**WHAT YOU WILL DO**
From the entries below, copy every line that has the word "seconds".

[Collected data]
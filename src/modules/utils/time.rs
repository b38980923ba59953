use chrono::{DateTime, Duration, Local, Utc};
use parking_lot::Mutex;

/// Source of the current time for expiry decisions
pub trait Clock: Send + Sync {
    fn now(&self) -> DateTime<Utc>;
}

/// Wall-clock time in UTC
#[derive(Debug, Default, Clone, Copy)]
pub struct SystemClock;

impl Clock for SystemClock {
    fn now(&self) -> DateTime<Utc> {
        Utc::now()
    }
}

/// A clock that only moves when told to. Useful for exercising token expiry.
#[derive(Debug)]
pub struct FixedClock {
    now: Mutex<DateTime<Utc>>,
}

impl FixedClock {
    pub fn new(now: DateTime<Utc>) -> Self {
        Self {
            now: Mutex::new(now),
        }
    }

    /// Move the clock forward (or backward, with a negative duration)
    pub fn advance(&self, by: Duration) {
        let mut now = self.now.lock();
        *now = *now + by;
    }

    pub fn set(&self, to: DateTime<Utc>) {
        *self.now.lock() = to;
    }
}

impl Clock for FixedClock {
    fn now(&self) -> DateTime<Utc> {
        *self.now.lock()
    }
}

/// Convert UTC timestamp to local time string
pub fn utc_to_local(timestamp: &DateTime<Utc>) -> String {
    let local_time: DateTime<Local> = DateTime::from(*timestamp);
    local_time.format("%Y-%m-%d %H:%M:%S %Z").to_string()
}

/// Format duration in seconds to human readable string
pub fn format_duration(seconds: i64) -> String {
    if seconds < 60 {
        format!("{} seconds", seconds)
    } else if seconds < 3600 {
        format!("{} minutes", seconds / 60)
    } else if seconds < 86400 {
        format!("{} hours", seconds / 3600)
    } else {
        format!("{} days", seconds / 86400)
    }
}

#[cfg(test)]
mod tests {
    use super::*;
    use chrono::TimeZone;

    #[test]
    fn test_fixed_clock_advances() {
        let start = Utc.with_ymd_and_hms(2024, 5, 1, 12, 0, 0).unwrap();
        let clock = FixedClock::new(start);
        assert_eq!(clock.now(), start);

        clock.advance(Duration::hours(25));
        assert_eq!(clock.now(), start + Duration::hours(25));

        clock.set(start);
        assert_eq!(clock.now(), start);
    }

    #[test]
    fn test_system_clock_is_recent() {
        let before = Utc::now();
        let now = SystemClock.now();
        assert!(now >= before);
        assert!(now - before < Duration::seconds(60));
    }

    #[test]
    fn test_duration_formatting() {
        assert_eq!(format_duration(30), "30 seconds");
        assert_eq!(format_duration(90), "1 minutes");
        assert_eq!(format_duration(86400), "1 days");
    }

    #[test]
    fn test_utc_to_local() {
        let local_time = utc_to_local(&Utc::now());
        assert!(local_time.contains(':'));
        assert!(local_time.len() > 15);
    }
}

**TASK RESPONSE**
/// Format duration in seconds to human readable string
pub fn format_duration(seconds: i64) -> String {
    if seconds < 60 {
        format!("{} seconds", seconds)
    } else if seconds < 3600 {
        format!("{} minutes", seconds / 60)
    } else if seconds < 86400 {
        format!("{} hours", seconds / 3600)
        format!("{} days", seconds / 86400)
        assert!(now - before < Duration::seconds(60));
        assert_eq!(format_duration(30), "30 seconds");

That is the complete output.